(Task description) The response should consist of every record, reproduced exactly.

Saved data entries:
- - - - - - -

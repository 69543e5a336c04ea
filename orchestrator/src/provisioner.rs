use std::{
    path::{Path, PathBuf},
    process::Stdio,
    time::Duration,
};

use log::{debug, info};
use tokio::{process::Command, time};

use crate::ProvisionErr;

/// Starts and stops the backing process of an edge node.
#[allow(unused)]
#[trait_variant::make(Provisioner: Send)]
pub trait ProvisionerTemplate {
    /// Brings up the node named `node`.
    async fn start(&self, node: &str) -> Result<(), ProvisionErr>;

    /// Tears down the node named `node`.
    async fn stop(&self, node: &str) -> Result<(), ProvisionErr>;
}

/// Runs `sh <script> <node>` to start or stop a node.
#[derive(Debug, Clone)]
pub struct ScriptProvisioner {
    run_script: PathBuf,
    kill_script: PathBuf,
    timeout: Option<Duration>,
}

impl ScriptProvisioner {
    /// Creates a new `ScriptProvisioner`.
    ///
    /// # Arguments
    /// * `run_script` - The script that starts a node.
    /// * `kill_script` - The script that stops a node.
    pub fn new(run_script: impl Into<PathBuf>, kill_script: impl Into<PathBuf>) -> Self {
        Self {
            run_script: run_script.into(),
            kill_script: kill_script.into(),
            timeout: None,
        }
    }

    /// Bounds every script invocation to `timeout`.
    pub fn with_timeout(mut self, timeout: Duration) -> Self {
        self.timeout = Some(timeout);
        self
    }

    /// Checks that both scripts exist.
    pub fn check(&self) -> Result<(), ProvisionErr> {
        for script in [&self.run_script, &self.kill_script] {
            if !script.is_file() {
                return Err(ProvisionErr::MissingScript(script.clone()));
            }
        }

        Ok(())
    }

    async fn invoke(&self, script: &Path, node: &str) -> Result<(), ProvisionErr> {
        if !script.is_file() {
            return Err(ProvisionErr::MissingScript(script.to_path_buf()));
        }

        debug!("running {} {node}", script.display());

        let output = Command::new("sh")
            .arg(script)
            .arg(node)
            .stdin(Stdio::null())
            .kill_on_drop(true)
            .output();

        let output = match self.timeout {
            Some(after) => time::timeout(after, output)
                .await
                .map_err(|_| ProvisionErr::Timeout {
                    script: script.to_path_buf(),
                    after,
                })?,
            None => output.await,
        }
        .map_err(|source| ProvisionErr::Spawn {
            script: script.to_path_buf(),
            source,
        })?;

        if !output.status.success() {
            return Err(ProvisionErr::Failed {
                script: script.to_path_buf(),
                status: output.status.code(),
                stderr: String::from_utf8_lossy(&output.stderr).into_owned(),
            });
        }

        let stdout = String::from_utf8_lossy(&output.stdout);
        for line in stdout.lines().filter(|line| !line.trim().is_empty()) {
            info!("[{node}] {line}");
        }

        Ok(())
    }
}

impl Provisioner for ScriptProvisioner {
    async fn start(&self, node: &str) -> Result<(), ProvisionErr> {
        self.invoke(&self.run_script, node).await
    }

    async fn stop(&self, node: &str) -> Result<(), ProvisionErr> {
        self.invoke(&self.kill_script, node).await
    }
}

#[cfg(test)]
mod tests {
    use std::{fs, time::Duration};

    use tempfile::TempDir;

    use super::{Provisioner, ScriptProvisioner};
    use crate::ProvisionErr;

    fn script(dir: &TempDir, name: &str, body: &str) -> std::path::PathBuf {
        let path = dir.path().join(name);
        fs::write(&path, body).unwrap();
        path
    }

    #[tokio::test]
    async fn scripts_receive_the_node_name() {
        let dir = tempfile::tempdir().unwrap();
        let started = dir.path().join("started");
        let stopped = dir.path().join("stopped");

        let run = script(
            &dir,
            "run.sh",
            &format!("echo \"starting $1\"\necho \"$1\" >> {}\n", started.display()),
        );
        let kill = script(&dir, "kill.sh", &format!("echo \"$1\" >> {}\n", stopped.display()));

        let provisioner = ScriptProvisioner::new(run, kill);
        provisioner.check().unwrap();

        provisioner.start("node-1").await.unwrap();
        provisioner.start("node-2").await.unwrap();
        provisioner.stop("node-1").await.unwrap();

        assert_eq!(fs::read_to_string(started).unwrap(), "node-1\nnode-2\n");
        assert_eq!(fs::read_to_string(stopped).unwrap(), "node-1\n");
    }

    #[tokio::test]
    async fn missing_script_is_reported() {
        let dir = tempfile::tempdir().unwrap();
        let provisioner =
            ScriptProvisioner::new(dir.path().join("run.sh"), dir.path().join("kill.sh"));

        assert!(matches!(
            provisioner.check().unwrap_err(),
            ProvisionErr::MissingScript(_)
        ));
        assert!(matches!(
            provisioner.start("node-1").await.unwrap_err(),
            ProvisionErr::MissingScript(_)
        ));
    }

    #[tokio::test]
    async fn non_zero_exit_carries_status_and_stderr() {
        let dir = tempfile::tempdir().unwrap();
        let run = script(&dir, "run.sh", "echo \"no capacity for $1\" >&2\nexit 3\n");
        let kill = script(&dir, "kill.sh", "exit 0\n");

        let provisioner = ScriptProvisioner::new(run, kill);
        let err = provisioner.start("node-7").await.unwrap_err();

        let ProvisionErr::Failed { status, stderr, .. } = err else {
            panic!("expected a failed script, got {err:?}");
        };
        assert_eq!(status, Some(3));
        assert_eq!(stderr.trim(), "no capacity for node-7");
    }

    #[tokio::test]
    async fn hung_script_times_out() {
        let dir = tempfile::tempdir().unwrap();
        let run = script(&dir, "run.sh", "sleep 5\n");
        let kill = script(&dir, "kill.sh", "exit 0\n");

        let provisioner =
            ScriptProvisioner::new(run, kill).with_timeout(Duration::from_millis(100));

        assert!(matches!(
            provisioner.start("node-1").await.unwrap_err(),
            ProvisionErr::Timeout { .. }
        ));
    }
}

- - - - - - -

(Answer area)
repository 69543e5a336c04ea
filename orchestrator/src/provisioner.rs
use std::{
    path::{Path, PathBuf},
    process::Stdio,
    time::Duration,
};

use log::{debug, info};
use tokio::{process::Command, time};

use crate::ProvisionErr;

/// Starts and stops the backing process of an edge node.
#[allow(unused)]
#[trait_variant::make(Provisioner: Send)]
pub trait ProvisionerTemplate {
    /// Brings up the node named `node`.
    async fn start(&self, node: &str) -> Result<(), ProvisionErr>;

    /// Tears down the node named `node`.
    async fn stop(&self, node: &str) -> Result<(), ProvisionErr>;
}

/// Runs `sh <script> <node>` to start or stop a node.
#[derive(Debug, Clone)]
pub struct ScriptProvisioner {
    run_script: PathBuf,
    kill_script: PathBuf,
    timeout: Option<Duration>,
}

impl ScriptProvisioner {
    /// Creates a new `ScriptProvisioner`.
    ///
    /// # Arguments
    /// * `run_script` - The script that starts a node.
    /// * `kill_script` - The script that stops a node.
    pub fn new(run_script: impl Into<PathBuf>, kill_script: impl Into<PathBuf>) -> Self {
        Self {
            run_script: run_script.into(),
            kill_script: kill_script.into(),
            timeout: None,
        }
    }

    /// Bounds every script invocation to `timeout`.
    pub fn with_timeout(mut self, timeout: Duration) -> Self {
        self.timeout = Some(timeout);
        self
    }

    /// Checks that both scripts exist.
    pub fn check(&self) -> Result<(), ProvisionErr> {
        for script in [&self.run_script, &self.kill_script] {
            if !script.is_file() {
                return Err(ProvisionErr::MissingScript(script.clone()));
            }
        }

        Ok(())
    }

    async fn invoke(&self, script: &Path, node: &str) -> Result<(), ProvisionErr> {
        if !script.is_file() {
            return Err(ProvisionErr::MissingScript(script.to_path_buf()));
        }

        debug!("running {} {node}", script.display());

        let output = Command::new("sh")
            .arg(script)
            .arg(node)
            .stdin(Stdio::null())
            .kill_on_drop(true)
            .output();

        let output = match self.timeout {
            Some(after) => time::timeout(after, output)
                .await
                .map_err(|_| ProvisionErr::Timeout {
                    script: script.to_path_buf(),
                    after,
                })?,
            None => output.await,
        }
        .map_err(|source| ProvisionErr::Spawn {
            script: script.to_path_buf(),
            source,
        })?;

        if !output.status.success() {
            return Err(ProvisionErr::Failed {
                script: script.to_path_buf(),
                status: output.status.code(),
                stderr: String::from_utf8_lossy(&output.stderr).into_owned(),
            });
        }

        let stdout = String::from_utf8_lossy(&output.stdout);
        for line in stdout.lines().filter(|line| !line.trim().is_empty()) {
            info!("[{node}] {line}");
        }

        Ok(())
    }
}

impl Provisioner for ScriptProvisioner {
    async fn start(&self, node: &str) -> Result<(), ProvisionErr> {
        self.invoke(&self.run_script, node).await
    }

    async fn stop(&self, node: &str) -> Result<(), ProvisionErr> {
        self.invoke(&self.kill_script, node).await
    }
}

#[cfg(test)]
mod tests {
    use std::{fs, time::Duration};

    use tempfile::TempDir;

    use super::{Provisioner, ScriptProvisioner};
    use crate::ProvisionErr;

    fn script(dir: &TempDir, name: &str, body: &str) -> std::path::PathBuf {
        let path = dir.path().join(name);
        fs::write(&path, body).unwrap();
        path
    }

    #[tokio::test]
    async fn scripts_receive_the_node_name() {
        let dir = tempfile::tempdir().unwrap();
        let started = dir.path().join("started");
        let stopped = dir.path().join("stopped");

        let run = script(
            &dir,
            "run.sh",
            &format!("echo \"starting $1\"\necho \"$1\" >> {}\n", started.display()),
        );
        let kill = script(&dir, "kill.sh", &format!("echo \"$1\" >> {}\n", stopped.display()));

        let provisioner = ScriptProvisioner::new(run, kill);
        provisioner.check().unwrap();

        provisioner.start("node-1").await.unwrap();
        provisioner.start("node-2").await.unwrap();
        provisioner.stop("node-1").await.unwrap();

        assert_eq!(fs::read_to_string(started).unwrap(), "node-1\nnode-2\n");
        assert_eq!(fs::read_to_string(stopped).unwrap(), "node-1\n");
    }

    #[tokio::test]
    async fn missing_script_is_reported() {
        let dir = tempfile::tempdir().unwrap();
        let provisioner =
            ScriptProvisioner::new(dir.path().join("run.sh"), dir.path().join("kill.sh"));

        assert!(matches!(
            provisioner.check().unwrap_err(),
            ProvisionErr::MissingScript(_)
        ));
        assert!(matches!(
            provisioner.start("node-1").await.unwrap_err(),
            ProvisionErr::MissingScript(_)
        ));
    }

    #[tokio::test]
    async fn non_zero_exit_carries_status_and_stderr() {
        let dir = tempfile::tempdir().unwrap();
        let run = script(&dir, "run.sh", "echo \"no capacity for $1\" >&2\nexit 3\n");
        let kill = script(&dir, "kill.sh", "exit 0\n");

        let provisioner = ScriptProvisioner::new(run, kill);
        let err = provisioner.start("node-7").await.unwrap_err();

        let ProvisionErr::Failed { status, stderr, .. } = err else {
            panic!("expected a failed script, got {err:?}");
        };
        assert_eq!(status, Some(3));
        assert_eq!(stderr.trim(), "no capacity for node-7");
    }

    #[tokio::test]
    async fn hung_script_times_out() {
        let dir = tempfile::tempdir().unwrap();
        let run = script(&dir, "run.sh", "sleep 5\n");
        let kill = script(&dir, "kill.sh", "exit 0\n");

        let provisioner =
            ScriptProvisioner::new(run, kill).with_timeout(Duration::from_millis(100));

        assert!(matches!(
            provisioner.start("node-1").await.unwrap_err(),
            ProvisionErr::Timeout { .. }
        ));
    }
}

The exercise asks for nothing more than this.